In view of these challenges, it is also known to delay evaporative emission control system testing until some time downstream in the vehicle delivery/sales process. For example, it has been proposed to conduct such tests at the dealership and before the vehicle is delivered to the end user. Unfortunately, the cost associated with downstream testing of the evaporative emission control system, especially in the event of a failure, further increases the cost to the manufacturer of the vehicle.
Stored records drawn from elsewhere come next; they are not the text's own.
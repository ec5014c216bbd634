use crate::ui::layout::centered_rect_by_size;
use crate::ui::text::wrap_ellipsized;
use crate::ui::theme::Theme;
use ratatui::buffer::Buffer;
use ratatui::layout::{Alignment, Rect};
use ratatui::style::Style;
use ratatui::text::{Line, Span};
use ratatui::widgets::{Block, Borders, Clear, Paragraph, Widget};
use unicode_width::UnicodeWidthStr;

/// Cells kept free between the dialog and the screen edge.
pub const POPUP_MARGIN: u16 = 2;
pub const POPUP_MAX_WIDTH: u16 = 48;
const MAX_BODY_LINES: usize = 6;

/// Screen regions of a laid-out popup, used for hit testing.
#[derive(Debug, Clone, Copy, PartialEq, Eq)]
pub struct PopupLayout {
    pub frame: Rect,
    /// Confirm label plus one cell of padding on each side.
    pub confirm: Rect,
}

/// Centered modal with a titled border, wrapped body and one confirm control.
pub struct PopupDialog<'a> {
    title: &'a str,
    body: &'a str,
    confirm: &'a str,
    theme: &'a Theme,
}

impl<'a> PopupDialog<'a> {
    pub fn new(title: &'a str, body: &'a str, confirm: &'a str, theme: &'a Theme) -> Self {
        Self {
            title,
            body,
            confirm,
            theme,
        }
    }

    fn width(&self, area: Rect) -> u16 {
        area.width
            .saturating_sub(POPUP_MARGIN * 2)
            .min(POPUP_MAX_WIDTH)
            .max(1)
    }

    fn body_lines(&self, width: u16) -> Vec<String> {
        let inner = width.saturating_sub(4) as usize;
        wrap_ellipsized(self.body, inner, MAX_BODY_LINES)
    }

    pub fn layout(&self, area: Rect) -> PopupLayout {
        let width = self.width(area);
        let body_rows = self.body_lines(width).len() as u16;
        // border + body + spacer + button row + border
        let height = body_rows + 4;
        let frame = centered_rect_by_size(area, width, height);

        let label_width = (self.confirm.width() as u16).min(frame.width.saturating_sub(4));
        let confirm = Rect {
            x: frame.right().saturating_sub(label_width + 3),
            y: frame.bottom().saturating_sub(2),
            width: (label_width + 2).min(frame.width),
            height: 1,
        };
        PopupLayout { frame, confirm }
    }

    /// Render the dialog and return its layout.
    pub fn render(self, area: Rect, buf: &mut Buffer) -> PopupLayout {
        let layout = self.layout(area);
        let typography = &self.theme.typography;

        let mut lines: Vec<Line> = self
            .body_lines(layout.frame.width)
            .into_iter()
            .map(|text| Line::from(Span::styled(format!(" {text}"), typography.body1)))
            .collect();
        lines.push(Line::from(""));
        lines.push(
            Line::from(Span::styled(format!("{} ", self.confirm), typography.button))
                .alignment(Alignment::Right),
        );

        Clear.render(layout.frame, buf);
        let title = Line::from(Span::styled(format!(" {} ", self.title), typography.h6));
        let block = Block::default()
            .title(title)
            .borders(Borders::ALL)
            .border_type(self.theme.shapes.medium)
            .border_style(Style::default().fg(self.theme.colors.border))
            .style(self.theme.surface());
        Paragraph::new(lines).block(block).render(layout.frame, buf);

        layout
    }
}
Accordingly, there remains a need in the art for a test apparatus designed to quickly and cost-effectively test the evaporative emission control system of an automotive vehicle. Furthermore, there remains a need in the art for such an apparatus that can be used to dry test the evaporative emission control system in low cycle times. In addition, there remains a need in the art for such an apparatus that can be operated under these conditions to quickly detect leaks as small as 0.20 inches diameter. There also remains a need in the art for such an apparatus that is light-weight, portable and that may be operated by a single technician in an automotive manufacturing environment. Finally, there remains a need in the art for an improved method of testing an automotive evaporative emission control system in a way that facilitates low cost, low cycle times, and convenience during the vehicle build process.